In 1920, Weishaar was in Marion, Indiana, for the Marion International Road Race, then considered the largest in the country. Accounts differ slightly on what happened next. Either Weishaar went looking for a piglet to keep as a pet just as he got into town, or he was gifted one by a farmer after winning the race. Either way, Weishaar kept the piglet, which was quickly adopted by the entire racing team as their mascot.

“A little black harness was bought for the pig and he was installed as the official mascot at the end of a light chain and fed out of a bottle and given a bath regularly every other day,” wrote the Leader-Tribune, which also noted the pig liked eating crickets in “its spare time.”
Weishaar was fond of taking the piglet in his arms for victory laps on his bike. This apparently led to the Harley racers becoming known as “the hog boys.” That, in turn, gave way to Harley motorcycles being dubbed “hogs.” (The little piglet’s name was either Billy Ray or Johnny. That, or Weishaar had more than one.)
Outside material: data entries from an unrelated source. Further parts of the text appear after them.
//! Work contours: non-uniform distribution of work over an assignment.
//!
//! A [`WorkContour`] is an ordered list of segments addressed by
//! *zero-based work time*, the working minutes elapsed since the
//! assignment started (wall-clock gaps such as nights and weekends do
//! not appear on this axis). Each segment records the cumulative end
//! offset and the cumulative work through that offset, so a segment's
//! *units density* is the work increment divided by the span.
//!
//! Eight canned shapes are generated by spreading a fixed 20-bucket
//! relative-unit curve evenly across a requested extent. Range edits
//! split the straddled segments and mark the contour [`Contoured`];
//! after every edit, segments with equal density are coalesced and
//! trailing zero-work segments are trimmed.
//!
//! [`Contoured`]: ContourKind::Contoured

use serde::{Deserialize, Serialize};
use std::fmt;

use super::duration::Duration;

/// Densities closer than this count as equal when coalescing.
const DENSITY_EPS: f64 = 1e-9;

/// Work amounts closer than this count as equal, in minutes.
const WORK_EPS: f64 = 1e-6;

// ================================
// Contour kinds
// ================================

/// The shape of a work contour.
///
/// The first eight are canned curves; [`Contoured`] marks a contour
/// that has been hand-edited and no longer follows any canned curve.
///
/// [`Contoured`]: ContourKind::Contoured
#[derive(Debug, Clone, Copy, Default, PartialEq, Eq, Hash, Serialize, Deserialize)]
pub enum ContourKind {
    #[default]
    Flat,
    BackLoaded,
    FrontLoaded,
    DoublePeak,
    EarlyPeak,
    LatePeak,
    Bell,
    Turtle,
    Contoured,
}

impl ContourKind {
    /// Relative units per twentieth of the extent. [`Contoured`] has no
    /// curve of its own and falls back to the flat one.
    ///
    /// [`Contoured`]: ContourKind::Contoured
    fn weights(self) -> [u32; 20] {
        match self {
            Self::Flat | Self::Contoured => [100; 20],
            Self::BackLoaded => {
                expand([10, 15, 25, 50, 50, 75, 75, 100, 100, 100])
            }
            Self::FrontLoaded => {
                expand([100, 100, 100, 75, 75, 50, 50, 25, 15, 10])
            }
            Self::DoublePeak => {
                expand([25, 50, 100, 50, 25, 25, 50, 100, 50, 25])
            }
            Self::EarlyPeak => {
                expand([25, 50, 100, 100, 75, 50, 50, 25, 15, 10])
            }
            Self::LatePeak => {
                expand([10, 15, 25, 50, 50, 75, 100, 100, 50, 25])
            }
            Self::Bell => expand([10, 20, 40, 80, 100, 100, 80, 40, 20, 10]),
            Self::Turtle => {
                expand([25, 50, 75, 100, 100, 100, 100, 75, 50, 25])
            }
        }
    }

    fn identifier(self) -> &'static str {
        match self {
            Self::Flat => "Flat",
            Self::BackLoaded => "BackLoaded",
            Self::FrontLoaded => "FrontLoaded",
            Self::DoublePeak => "DoublePeak",
            Self::EarlyPeak => "EarlyPeak",
            Self::LatePeak => "LatePeak",
            Self::Bell => "Bell",
            Self::Turtle => "Turtle",
            Self::Contoured => "Contoured",
        }
    }
}

impl fmt::Display for ContourKind {
    /// Renders the identifier with a space before inner capitals, e.g.
    /// `Back Loaded`.
    fn fmt(&self, f: &mut fmt::Formatter<'_>) -> fmt::Result {
        for (i, c) in self.identifier().chars().enumerate() {
            if i > 0 && c.is_ascii_uppercase() {
                write!(f, " ")?;
            }
            write!(f, "{c}")?;
        }
        Ok(())
    }
}

fn expand(deciles: [u32; 10]) -> [u32; 20] {
    let mut buckets = [0; 20];
    for (i, d) in deciles.into_iter().enumerate() {
        buckets[2 * i] = d;
        buckets[2 * i + 1] = d;
    }
    buckets
}

// ================================
// Segments
// ================================

/// One constant-density run: cumulative end offset and cumulative work
/// through it, both on the work-time axis.
#[derive(Debug, Clone, Copy, PartialEq, Serialize, Deserialize)]
pub struct ContourSegment {
    end: i64,
    work: f64,
}

impl ContourSegment {
    /// Work-time offset at which the segment ends.
    pub fn end_offset(&self) -> Duration {
        Duration::from_minutes(self.end)
    }

    /// Total work through the end of this segment.
    pub fn work_to_end(&self) -> Duration {
        Duration::from_minutes_f64(self.work)
    }
}

/// A per-segment increment view, used while editing.
#[derive(Debug, Clone, Copy)]
struct Piece {
    start: i64,
    end: i64,
    work: f64,
}

impl Piece {
    fn density(&self) -> f64 {
        self.work / (self.end - self.start) as f64
    }
}

// ================================
// Work contour
// ================================

/// Work distributed over an assignment's working time.
#[derive(Debug, Clone, Default, PartialEq, Serialize, Deserialize)]
pub struct WorkContour {
    kind: ContourKind,
    segments: Vec<ContourSegment>,
}
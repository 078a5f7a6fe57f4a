//! Identifier types for project entities.
//!
//! Tasks, resources, assignments, and projects are addressed by opaque
//! 128-bit values with value equality. The all-zero identifier is a
//! reserved sentinel meaning "no entity" and doubles as the `Default`.
//! Fresh identifiers come from `create()`.

use std::fmt;
use std::str::FromStr;

use serde::{Deserialize, Serialize};
use uuid::Uuid;

use crate::error::{Result, SchedError};

macro_rules! entity_id {
    ($(#[$meta:meta])* $name:ident) => {
        $(#[$meta])*
        #[derive(
            Debug, Clone, Copy, Default, PartialEq, Eq, PartialOrd, Ord, Hash,
            Serialize, Deserialize,
        )]
        #[serde(transparent)]
        pub struct $name(Uuid);

        impl $name {
            /// Generates a fresh unique identifier.
            pub fn create() -> Self {
                Self(Uuid::new_v4())
            }

            /// The reserved "no entity" value.
            pub const fn nil() -> Self {
                Self(Uuid::nil())
            }

            /// Whether this is the reserved "no entity" value.
            pub fn is_nil(&self) -> bool {
                self.0.is_nil()
            }
        }

        impl fmt::Display for $name {
            fn fmt(&self, f: &mut fmt::Formatter<'_>) -> fmt::Result {
                self.0.fmt(f)
            }
        }

        impl FromStr for $name {
            type Err = SchedError;

            fn from_str(s: &str) -> Result<Self> {
                Uuid::parse_str(s)
                    .map(Self)
                    .map_err(|_| SchedError::parse("identifier", s))
            }
        }
    };
}

entity_id!(
    /// Identifies a task within a project.
    TaskId
);
entity_id!(
    /// Identifies a resource within a project.
    ResourceId
);
entity_id!(
    /// Identifies an assignment (task-resource pairing).
    AssignmentId
);
entity_id!(
    /// Identifies a project.
    ProjectId
);

#[cfg(test)]
mod tests {
    use super::*;

    #[test]
    fn test_create_yields_distinct_values() {
        assert_ne!(TaskId::create(), TaskId::create());
    }

    #[test]
    fn test_default_is_nil() {
        assert_eq!(TaskId::default(), TaskId::nil());
        assert!(TaskId::default().is_nil());
        assert!(!TaskId::create().is_nil());
    }

    #[test]
    fn test_display_parse_roundtrip() {
        let id = ResourceId::create();
        let parsed: ResourceId = id.to_string().parse().unwrap();
        assert_eq!(parsed, id);
    }

    #[test]
    fn test_parse_rejects_garbage() {
        assert!("not-a-uuid".parse::<AssignmentId>().is_err());
    }

    #[test]
    fn test_serde_is_transparent() {
        let id = TaskId::create();
        let json = serde_json::to_string(&id).unwrap();
        assert_eq!(json, format!("\"{}\"", id));
        let back: TaskId = serde_json::from_str(&json).unwrap();
        assert_eq!(back, id);
    }
}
While contemporary sources play up the piglet’s role in the hog moniker, it’s hard to find print mentions of either motorcycle “hogs” or “hog boys” in the decades that followed. It’s entirely possible the slang was relegated to motorcycle culture of the era rather than the media at large.
Instead, “hog” as a synonym for motorcycle didn’t see its first print use until 1965, when The Saturday Evening Post explained to its docile readership that “a motorcycle is a hog.” It may have gotten a further boost in Hunter S. Thompson’s 1966 non-fiction account of outlaw biker culture, Hell’s Angels, which noted that “In the argot of the cycle world the Harley is a ‘hog,’ and the outlaw bike is a ‘chopped hog.’”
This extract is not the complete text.